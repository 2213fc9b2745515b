//! Server-arbitrated shared state.
//!
//! Trigger arbitration rides on a tiny test-and-set protocol: the client asks
//! the game server to lock a named [`SharedState`] blob, the server answers
//! with a [`ServerReplyMsg`](crate::messages::ServerReplyMsg) (deny or
//! affirm), and the winner immediately releases the lock once its local
//! decision is committed. The lock exists only to serialize the decision
//! across replicas; no data is held under it.
//!
//! Logic modifiers always arbitrate over a state named `"TrigState"` holding a
//! single boolean variable `"Triggered"`.

use std::io::{Read, Write};

use serde::{Deserialize, Serialize};

use crate::core::{KeyContext, ObjectKey};
use crate::wire::{
    read_bool, read_f32, read_i32, read_string, read_u32, write_bool, write_f32, write_i32,
    write_string, write_u32, WireResult,
};

/// Shared-state name used for trigger arbitration.
pub const TRIGGER_STATE_NAME: &str = "TrigState";

/// Variable name inside [`TRIGGER_STATE_NAME`].
pub const TRIGGER_VAR_NAME: &str = "Triggered";

/// One typed variable in a shared-state blob.
#[derive(Clone, Debug, PartialEq, Serialize, Deserialize)]
pub struct GenericVar {
    /// Variable name, unique within its blob.
    pub name: String,
    /// Current value.
    pub value: GenericValue,
}

impl GenericVar {
    /// Boolean variable.
    #[must_use]
    pub fn boolean(name: impl Into<String>, value: bool) -> Self {
        Self {
            name: name.into(),
            value: GenericValue::Bool(value),
        }
    }

    fn write(&self, w: &mut dyn Write) -> WireResult<()> {
        write_string(w, &self.name)?;
        match &self.value {
            GenericValue::Bool(b) => {
                write_i32(w, 0)?;
                write_bool(w, *b)
            }
            GenericValue::Int(i) => {
                write_i32(w, 1)?;
                write_i32(w, *i)
            }
            GenericValue::Float(f) => {
                write_i32(w, 2)?;
                write_f32(w, *f)
            }
            GenericValue::Str(s) => {
                write_i32(w, 3)?;
                write_string(w, s)
            }
        }
    }

    fn read(r: &mut dyn Read) -> WireResult<Self> {
        let name = read_string(r)?;
        let tag = read_i32(r)?;
        let value = match tag {
            0 => GenericValue::Bool(read_bool(r)?),
            1 => GenericValue::Int(read_i32(r)?),
            2 => GenericValue::Float(read_f32(r)?),
            3 => GenericValue::Str(read_string(r)?),
            _ => {
                return Err(crate::wire::WireError::BadTag {
                    kind: "generic variable",
                    tag: tag.into(),
                })
            }
        };
        Ok(Self { name, value })
    }
}

/// Value of a [`GenericVar`].
#[derive(Clone, Debug, PartialEq, Serialize, Deserialize)]
pub enum GenericValue {
    Bool(bool),
    Int(i32),
    Float(f32),
    Str(String),
}

/// Named blob of variables owned by the server.
#[derive(Clone, Debug, Default, PartialEq, Serialize, Deserialize)]
pub struct SharedState {
    /// Blob name ("TrigState" for trigger arbitration).
    pub name: String,

    /// Server may discard the blob when it reaches this state again.
    pub server_may_delete: bool,

    /// Variables, in declaration order.
    pub vars: Vec<GenericVar>,
}

impl SharedState {
    /// Empty blob with the given name.
    #[must_use]
    pub fn named(name: impl Into<String>) -> Self {
        Self {
            name: name.into(),
            server_may_delete: false,
            vars: Vec::new(),
        }
    }

    /// The trigger-arbitration blob: `"TrigState"` → `"Triggered"` = `value`.
    #[must_use]
    pub fn trigger_state(value: bool) -> Self {
        let mut state = Self::named(TRIGGER_STATE_NAME);
        state.vars.push(GenericVar::boolean(TRIGGER_VAR_NAME, value));
        state
    }

    /// Write the blob: name, delete flag, count-prefixed variables.
    pub fn write(&self, w: &mut dyn Write) -> WireResult<()> {
        write_string(w, &self.name)?;
        write_bool(w, self.server_may_delete)?;
        write_u32(w, self.vars.len() as u32)?;
        for var in &self.vars {
            var.write(w)?;
        }
        Ok(())
    }

    /// Read the blob.
    pub fn read(r: &mut dyn Read) -> WireResult<Self> {
        let name = read_string(r)?;
        let server_may_delete = read_bool(r)?;
        let count = crate::wire::check_len("shared-state vars", read_u32(r)?)?;
        let mut vars = Vec::with_capacity(count);
        for _ in 0..count {
            vars.push(GenericVar::read(r)?);
        }
        Ok(Self {
            name,
            server_may_delete,
            vars,
        })
    }
}

/// Client → server: atomically test-and-set a shared state, optionally taking
/// or releasing its lock. Lock attempts always generate a reply confirming or
/// denying the action; plain sets do not.
#[derive(Clone, Debug, PartialEq, Serialize, Deserialize)]
pub struct TestAndSetMsg {
    /// The object arbitrating (replies correlate by this identity).
    pub object: Option<ObjectKey>,

    /// True to take the lock, false to release it.
    pub lock_request: bool,

    /// The state being written.
    pub state: SharedState,
}

impl TestAndSetMsg {
    /// Lock request for a modifier's trigger state.
    #[must_use]
    pub fn lock_trigger(object: ObjectKey) -> Self {
        Self {
            object: Some(object),
            lock_request: true,
            state: SharedState::trigger_state(true),
        }
    }

    /// Release after the local trigger is committed.
    #[must_use]
    pub fn unlock_trigger(object: ObjectKey) -> Self {
        Self {
            object: Some(object),
            lock_request: false,
            state: SharedState::trigger_state(false),
        }
    }

    /// Write: object key, lock flag, state blob.
    pub fn write(&self, w: &mut dyn Write, keys: &mut dyn KeyContext) -> WireResult<()> {
        keys.write_key(w, self.object)?;
        write_bool(w, self.lock_request)?;
        self.state.write(w)
    }

    /// Read the flat form.
    pub fn read(r: &mut dyn Read, keys: &mut dyn KeyContext) -> WireResult<Self> {
        Ok(Self {
            object: keys.read_key(r)?,
            lock_request: read_bool(r)?,
            state: SharedState::read(r)?,
        })
    }
}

************

- What to do:
Where a line of the entries contains the word "always", copy that line.

- Solution for this exercise:
//! Logic modifiers always arbitrate over a state named `"TrigState"` holding a
/// or releasing its lock. Lock attempts always generate a reply confirming or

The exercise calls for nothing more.